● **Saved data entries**
- - -

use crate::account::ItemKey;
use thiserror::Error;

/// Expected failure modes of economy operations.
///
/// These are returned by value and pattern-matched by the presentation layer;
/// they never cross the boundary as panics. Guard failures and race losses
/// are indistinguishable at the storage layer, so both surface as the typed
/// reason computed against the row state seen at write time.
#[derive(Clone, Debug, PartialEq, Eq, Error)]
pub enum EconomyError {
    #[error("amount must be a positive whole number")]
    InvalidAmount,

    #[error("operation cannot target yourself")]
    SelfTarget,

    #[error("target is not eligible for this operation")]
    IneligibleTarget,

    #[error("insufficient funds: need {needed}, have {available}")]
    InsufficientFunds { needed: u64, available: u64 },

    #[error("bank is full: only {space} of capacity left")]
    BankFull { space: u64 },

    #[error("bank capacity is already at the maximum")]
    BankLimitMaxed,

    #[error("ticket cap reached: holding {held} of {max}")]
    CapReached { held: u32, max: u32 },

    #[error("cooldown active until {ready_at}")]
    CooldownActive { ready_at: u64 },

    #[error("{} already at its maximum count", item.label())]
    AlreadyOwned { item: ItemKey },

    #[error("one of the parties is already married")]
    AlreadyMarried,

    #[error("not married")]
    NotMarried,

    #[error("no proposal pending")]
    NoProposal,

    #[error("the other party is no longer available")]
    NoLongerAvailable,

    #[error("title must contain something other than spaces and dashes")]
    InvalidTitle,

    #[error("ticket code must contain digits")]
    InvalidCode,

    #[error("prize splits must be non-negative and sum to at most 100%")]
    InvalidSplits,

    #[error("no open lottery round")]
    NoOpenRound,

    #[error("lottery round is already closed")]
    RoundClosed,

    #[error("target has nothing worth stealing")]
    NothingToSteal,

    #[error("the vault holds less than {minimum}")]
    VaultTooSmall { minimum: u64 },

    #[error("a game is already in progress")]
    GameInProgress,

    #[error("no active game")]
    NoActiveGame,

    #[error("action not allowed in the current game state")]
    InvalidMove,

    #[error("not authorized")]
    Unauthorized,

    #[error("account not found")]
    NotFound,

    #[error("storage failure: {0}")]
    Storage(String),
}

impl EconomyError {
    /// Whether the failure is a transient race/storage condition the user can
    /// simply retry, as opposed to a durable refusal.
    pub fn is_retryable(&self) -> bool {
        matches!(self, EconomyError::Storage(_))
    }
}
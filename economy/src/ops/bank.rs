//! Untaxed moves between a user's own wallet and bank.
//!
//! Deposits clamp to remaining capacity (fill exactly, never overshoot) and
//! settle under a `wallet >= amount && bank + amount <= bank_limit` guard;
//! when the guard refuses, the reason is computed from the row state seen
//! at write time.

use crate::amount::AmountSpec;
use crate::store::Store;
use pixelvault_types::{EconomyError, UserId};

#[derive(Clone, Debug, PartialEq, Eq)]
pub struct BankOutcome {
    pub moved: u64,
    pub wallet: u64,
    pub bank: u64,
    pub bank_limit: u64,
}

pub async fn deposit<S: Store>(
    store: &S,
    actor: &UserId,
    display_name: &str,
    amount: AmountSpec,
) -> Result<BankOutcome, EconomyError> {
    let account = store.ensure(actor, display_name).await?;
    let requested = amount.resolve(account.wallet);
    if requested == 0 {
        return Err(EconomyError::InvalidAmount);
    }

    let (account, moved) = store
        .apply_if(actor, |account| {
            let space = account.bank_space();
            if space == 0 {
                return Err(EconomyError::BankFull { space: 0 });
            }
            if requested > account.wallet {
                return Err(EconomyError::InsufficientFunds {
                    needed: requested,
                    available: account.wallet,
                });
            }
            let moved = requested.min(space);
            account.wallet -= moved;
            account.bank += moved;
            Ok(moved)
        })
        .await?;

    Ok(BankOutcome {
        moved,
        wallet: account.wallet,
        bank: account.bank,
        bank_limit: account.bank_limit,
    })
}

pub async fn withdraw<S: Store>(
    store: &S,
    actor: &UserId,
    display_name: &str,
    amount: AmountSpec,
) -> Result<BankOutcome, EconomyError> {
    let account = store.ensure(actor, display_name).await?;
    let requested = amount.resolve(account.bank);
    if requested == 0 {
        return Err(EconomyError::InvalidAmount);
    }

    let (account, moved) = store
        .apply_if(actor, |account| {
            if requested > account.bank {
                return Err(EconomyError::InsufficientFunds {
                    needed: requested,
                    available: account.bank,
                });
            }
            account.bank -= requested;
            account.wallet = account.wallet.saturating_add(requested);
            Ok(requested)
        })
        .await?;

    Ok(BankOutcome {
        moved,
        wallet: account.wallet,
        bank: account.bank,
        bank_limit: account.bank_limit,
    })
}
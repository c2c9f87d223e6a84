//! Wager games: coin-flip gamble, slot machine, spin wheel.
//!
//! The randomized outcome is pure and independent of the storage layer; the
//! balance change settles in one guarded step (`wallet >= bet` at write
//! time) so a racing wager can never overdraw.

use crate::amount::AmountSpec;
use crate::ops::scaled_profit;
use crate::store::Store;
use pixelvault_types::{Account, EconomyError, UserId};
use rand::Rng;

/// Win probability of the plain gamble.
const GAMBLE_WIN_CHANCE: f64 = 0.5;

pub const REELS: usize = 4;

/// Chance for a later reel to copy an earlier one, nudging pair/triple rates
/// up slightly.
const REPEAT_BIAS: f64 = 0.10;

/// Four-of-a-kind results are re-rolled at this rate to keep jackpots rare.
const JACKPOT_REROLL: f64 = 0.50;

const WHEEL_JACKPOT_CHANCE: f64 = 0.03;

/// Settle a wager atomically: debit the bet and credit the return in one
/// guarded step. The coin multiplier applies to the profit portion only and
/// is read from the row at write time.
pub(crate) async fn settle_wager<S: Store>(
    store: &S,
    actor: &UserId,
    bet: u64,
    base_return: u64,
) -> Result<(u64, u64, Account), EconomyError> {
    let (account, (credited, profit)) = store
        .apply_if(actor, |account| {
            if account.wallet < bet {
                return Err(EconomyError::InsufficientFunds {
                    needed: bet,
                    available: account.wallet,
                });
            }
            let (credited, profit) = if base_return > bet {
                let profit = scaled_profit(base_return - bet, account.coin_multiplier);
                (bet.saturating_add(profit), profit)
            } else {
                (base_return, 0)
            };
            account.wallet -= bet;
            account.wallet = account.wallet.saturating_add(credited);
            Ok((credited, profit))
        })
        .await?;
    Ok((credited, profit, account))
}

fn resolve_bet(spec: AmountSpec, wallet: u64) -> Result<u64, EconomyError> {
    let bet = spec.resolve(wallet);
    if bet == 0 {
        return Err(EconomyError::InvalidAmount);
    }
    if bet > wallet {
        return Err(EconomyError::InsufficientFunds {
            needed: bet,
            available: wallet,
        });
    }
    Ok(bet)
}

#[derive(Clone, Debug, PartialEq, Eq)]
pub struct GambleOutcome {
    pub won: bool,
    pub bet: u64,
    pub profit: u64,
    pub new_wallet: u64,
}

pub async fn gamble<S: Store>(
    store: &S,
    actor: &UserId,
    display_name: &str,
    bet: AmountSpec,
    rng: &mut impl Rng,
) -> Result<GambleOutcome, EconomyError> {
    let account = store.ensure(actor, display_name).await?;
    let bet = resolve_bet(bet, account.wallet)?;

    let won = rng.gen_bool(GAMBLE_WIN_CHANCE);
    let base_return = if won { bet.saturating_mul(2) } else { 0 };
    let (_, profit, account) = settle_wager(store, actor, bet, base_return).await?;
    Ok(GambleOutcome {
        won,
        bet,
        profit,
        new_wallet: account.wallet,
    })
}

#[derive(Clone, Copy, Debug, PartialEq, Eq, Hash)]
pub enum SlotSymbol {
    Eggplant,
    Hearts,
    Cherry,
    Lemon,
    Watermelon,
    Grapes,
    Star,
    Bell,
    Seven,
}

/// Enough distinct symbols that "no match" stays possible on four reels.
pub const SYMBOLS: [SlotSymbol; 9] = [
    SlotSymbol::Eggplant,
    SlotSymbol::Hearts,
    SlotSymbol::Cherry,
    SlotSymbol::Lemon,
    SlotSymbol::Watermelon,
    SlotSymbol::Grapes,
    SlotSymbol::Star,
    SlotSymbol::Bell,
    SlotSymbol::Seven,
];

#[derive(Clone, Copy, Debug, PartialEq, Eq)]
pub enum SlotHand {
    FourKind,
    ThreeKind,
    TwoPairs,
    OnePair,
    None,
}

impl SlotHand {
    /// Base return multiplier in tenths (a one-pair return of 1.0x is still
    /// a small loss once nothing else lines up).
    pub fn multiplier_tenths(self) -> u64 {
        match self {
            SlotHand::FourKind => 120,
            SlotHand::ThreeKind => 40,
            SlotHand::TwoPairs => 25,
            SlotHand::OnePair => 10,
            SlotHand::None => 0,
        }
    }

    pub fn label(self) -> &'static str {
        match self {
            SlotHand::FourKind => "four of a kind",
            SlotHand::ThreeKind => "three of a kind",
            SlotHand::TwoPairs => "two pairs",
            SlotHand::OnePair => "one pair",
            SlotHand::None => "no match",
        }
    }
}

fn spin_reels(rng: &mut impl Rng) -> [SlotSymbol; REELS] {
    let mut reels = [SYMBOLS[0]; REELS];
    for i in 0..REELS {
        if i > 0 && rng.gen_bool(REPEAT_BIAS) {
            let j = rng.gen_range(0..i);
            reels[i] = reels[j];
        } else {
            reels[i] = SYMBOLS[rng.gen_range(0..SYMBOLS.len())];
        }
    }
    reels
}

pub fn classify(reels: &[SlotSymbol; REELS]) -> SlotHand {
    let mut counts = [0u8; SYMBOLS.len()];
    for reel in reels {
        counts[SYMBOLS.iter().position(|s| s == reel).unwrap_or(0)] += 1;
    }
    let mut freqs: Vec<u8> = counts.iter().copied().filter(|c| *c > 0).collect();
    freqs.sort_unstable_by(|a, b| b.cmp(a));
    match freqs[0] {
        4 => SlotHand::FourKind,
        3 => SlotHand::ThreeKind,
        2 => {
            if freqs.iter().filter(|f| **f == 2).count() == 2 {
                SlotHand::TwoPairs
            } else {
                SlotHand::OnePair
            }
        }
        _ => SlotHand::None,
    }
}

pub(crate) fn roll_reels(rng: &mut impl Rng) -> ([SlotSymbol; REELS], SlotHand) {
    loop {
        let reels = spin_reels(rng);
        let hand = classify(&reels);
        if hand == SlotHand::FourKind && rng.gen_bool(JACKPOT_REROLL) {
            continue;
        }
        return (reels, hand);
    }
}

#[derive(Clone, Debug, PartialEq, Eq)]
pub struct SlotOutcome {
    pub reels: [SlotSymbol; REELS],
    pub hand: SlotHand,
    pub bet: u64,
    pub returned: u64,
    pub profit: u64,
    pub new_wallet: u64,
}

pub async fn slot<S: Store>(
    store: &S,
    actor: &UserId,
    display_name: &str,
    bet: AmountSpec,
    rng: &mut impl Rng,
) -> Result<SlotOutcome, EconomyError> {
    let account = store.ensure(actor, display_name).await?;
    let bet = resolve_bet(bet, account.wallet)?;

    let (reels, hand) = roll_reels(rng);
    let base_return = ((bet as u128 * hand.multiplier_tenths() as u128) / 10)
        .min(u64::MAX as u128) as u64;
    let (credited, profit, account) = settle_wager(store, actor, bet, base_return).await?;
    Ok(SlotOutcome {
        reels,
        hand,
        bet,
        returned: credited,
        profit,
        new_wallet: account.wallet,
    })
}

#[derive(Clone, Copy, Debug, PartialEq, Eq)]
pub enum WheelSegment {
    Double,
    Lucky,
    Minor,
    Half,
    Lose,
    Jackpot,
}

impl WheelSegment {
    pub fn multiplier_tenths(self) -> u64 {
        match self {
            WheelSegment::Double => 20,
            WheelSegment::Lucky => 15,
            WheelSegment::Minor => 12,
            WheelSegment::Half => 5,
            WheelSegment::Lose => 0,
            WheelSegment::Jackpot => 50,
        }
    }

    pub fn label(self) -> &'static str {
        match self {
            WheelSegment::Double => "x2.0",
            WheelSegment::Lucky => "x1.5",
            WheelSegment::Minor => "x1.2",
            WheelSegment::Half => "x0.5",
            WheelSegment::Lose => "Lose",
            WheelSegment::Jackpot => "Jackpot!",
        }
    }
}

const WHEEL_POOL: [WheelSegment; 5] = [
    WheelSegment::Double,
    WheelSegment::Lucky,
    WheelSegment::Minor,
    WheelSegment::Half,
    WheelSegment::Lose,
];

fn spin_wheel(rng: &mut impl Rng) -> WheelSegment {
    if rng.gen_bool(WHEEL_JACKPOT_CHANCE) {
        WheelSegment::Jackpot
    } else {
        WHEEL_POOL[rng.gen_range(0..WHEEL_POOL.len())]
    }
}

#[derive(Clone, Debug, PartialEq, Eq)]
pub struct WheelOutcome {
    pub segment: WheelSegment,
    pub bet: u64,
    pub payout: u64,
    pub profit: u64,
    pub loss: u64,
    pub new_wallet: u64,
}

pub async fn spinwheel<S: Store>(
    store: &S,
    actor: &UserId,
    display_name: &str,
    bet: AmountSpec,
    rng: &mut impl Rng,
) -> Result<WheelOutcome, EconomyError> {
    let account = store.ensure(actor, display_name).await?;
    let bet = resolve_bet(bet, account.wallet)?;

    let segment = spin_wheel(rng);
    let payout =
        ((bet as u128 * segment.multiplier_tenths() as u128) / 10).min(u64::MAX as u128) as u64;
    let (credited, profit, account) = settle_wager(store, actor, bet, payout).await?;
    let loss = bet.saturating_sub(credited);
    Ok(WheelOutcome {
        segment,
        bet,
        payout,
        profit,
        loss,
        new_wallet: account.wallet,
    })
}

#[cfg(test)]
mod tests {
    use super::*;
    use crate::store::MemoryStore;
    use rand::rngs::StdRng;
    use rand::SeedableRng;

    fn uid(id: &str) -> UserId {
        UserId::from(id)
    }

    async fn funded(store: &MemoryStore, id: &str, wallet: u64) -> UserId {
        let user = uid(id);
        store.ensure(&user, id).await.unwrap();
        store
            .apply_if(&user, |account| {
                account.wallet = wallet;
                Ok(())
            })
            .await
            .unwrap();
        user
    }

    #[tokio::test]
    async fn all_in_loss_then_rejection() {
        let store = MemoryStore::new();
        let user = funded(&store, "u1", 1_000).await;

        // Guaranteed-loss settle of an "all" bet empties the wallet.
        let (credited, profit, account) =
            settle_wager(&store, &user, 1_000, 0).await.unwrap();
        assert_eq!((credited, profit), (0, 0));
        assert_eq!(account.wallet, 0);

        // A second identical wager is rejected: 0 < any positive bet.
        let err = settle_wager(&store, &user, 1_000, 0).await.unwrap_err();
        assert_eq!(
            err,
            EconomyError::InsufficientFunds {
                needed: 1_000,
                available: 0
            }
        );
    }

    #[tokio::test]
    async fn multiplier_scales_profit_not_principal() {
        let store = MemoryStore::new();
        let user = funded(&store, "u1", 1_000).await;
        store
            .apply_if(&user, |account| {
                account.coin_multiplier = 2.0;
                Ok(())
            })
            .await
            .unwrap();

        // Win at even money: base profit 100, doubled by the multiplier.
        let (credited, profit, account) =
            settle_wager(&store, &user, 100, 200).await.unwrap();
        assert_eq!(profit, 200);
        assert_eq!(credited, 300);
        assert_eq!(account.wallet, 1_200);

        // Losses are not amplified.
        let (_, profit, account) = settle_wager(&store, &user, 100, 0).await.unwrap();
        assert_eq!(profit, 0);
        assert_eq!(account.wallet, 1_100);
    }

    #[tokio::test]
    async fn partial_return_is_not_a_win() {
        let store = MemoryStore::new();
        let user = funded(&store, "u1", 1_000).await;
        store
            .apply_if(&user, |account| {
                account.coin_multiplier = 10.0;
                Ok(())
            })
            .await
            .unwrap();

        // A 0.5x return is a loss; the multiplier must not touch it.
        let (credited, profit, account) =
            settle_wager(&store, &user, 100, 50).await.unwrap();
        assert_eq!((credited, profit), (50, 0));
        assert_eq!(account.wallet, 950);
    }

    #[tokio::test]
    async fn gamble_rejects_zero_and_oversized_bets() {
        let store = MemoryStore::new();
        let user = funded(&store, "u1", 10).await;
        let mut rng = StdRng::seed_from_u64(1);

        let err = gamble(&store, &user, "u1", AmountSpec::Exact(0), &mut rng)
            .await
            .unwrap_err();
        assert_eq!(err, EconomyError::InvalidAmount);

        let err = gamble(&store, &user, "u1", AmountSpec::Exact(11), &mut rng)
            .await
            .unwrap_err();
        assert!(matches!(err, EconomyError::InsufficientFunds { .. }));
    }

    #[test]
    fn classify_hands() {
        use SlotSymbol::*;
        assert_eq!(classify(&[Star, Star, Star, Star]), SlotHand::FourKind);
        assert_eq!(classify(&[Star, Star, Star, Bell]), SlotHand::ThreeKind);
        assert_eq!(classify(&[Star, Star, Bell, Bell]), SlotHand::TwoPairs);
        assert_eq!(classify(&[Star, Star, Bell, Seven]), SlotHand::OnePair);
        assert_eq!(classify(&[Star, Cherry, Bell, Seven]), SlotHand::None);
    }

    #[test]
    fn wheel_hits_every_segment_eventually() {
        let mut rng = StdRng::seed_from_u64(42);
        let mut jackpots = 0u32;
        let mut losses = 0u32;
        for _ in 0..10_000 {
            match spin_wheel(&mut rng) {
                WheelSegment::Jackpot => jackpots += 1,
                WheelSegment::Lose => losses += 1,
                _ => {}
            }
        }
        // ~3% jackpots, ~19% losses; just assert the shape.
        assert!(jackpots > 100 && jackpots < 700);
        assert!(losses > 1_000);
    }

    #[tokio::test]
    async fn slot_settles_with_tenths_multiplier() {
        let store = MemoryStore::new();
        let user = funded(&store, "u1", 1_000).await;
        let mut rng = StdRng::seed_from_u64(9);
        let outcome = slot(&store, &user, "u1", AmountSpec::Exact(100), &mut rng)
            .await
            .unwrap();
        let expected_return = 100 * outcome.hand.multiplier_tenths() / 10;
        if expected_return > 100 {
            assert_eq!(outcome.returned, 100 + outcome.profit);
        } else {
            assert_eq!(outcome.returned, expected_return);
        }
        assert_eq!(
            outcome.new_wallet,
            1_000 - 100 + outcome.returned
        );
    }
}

- - -

● **Your instructions**
Please retype the top of the data exactly, down to and including the line that holds "already at its", and nothing further.

● **Result for this exercise**
use crate::account::ItemKey;
use thiserror::Error;

/// Expected failure modes of economy operations.
///
/// These are returned by value and pattern-matched by the presentation layer;
/// they never cross the boundary as panics. Guard failures and race losses
/// are indistinguishable at the storage layer, so both surface as the typed
/// reason computed against the row state seen at write time.
#[derive(Clone, Debug, PartialEq, Eq, Error)]
pub enum EconomyError {
    #[error("amount must be a positive whole number")]
    InvalidAmount,

    #[error("operation cannot target yourself")]
    SelfTarget,

    #[error("target is not eligible for this operation")]
    IneligibleTarget,

    #[error("insufficient funds: need {needed}, have {available}")]
    InsufficientFunds { needed: u64, available: u64 },

    #[error("bank is full: only {space} of capacity left")]
    BankFull { space: u64 },

    #[error("bank capacity is already at the maximum")]
    BankLimitMaxed,

    #[error("ticket cap reached: holding {held} of {max}")]
    CapReached { held: u32, max: u32 },

    #[error("cooldown active until {ready_at}")]
    CooldownActive { ready_at: u64 },

    #[error("{} already at its maximum count", item.label())]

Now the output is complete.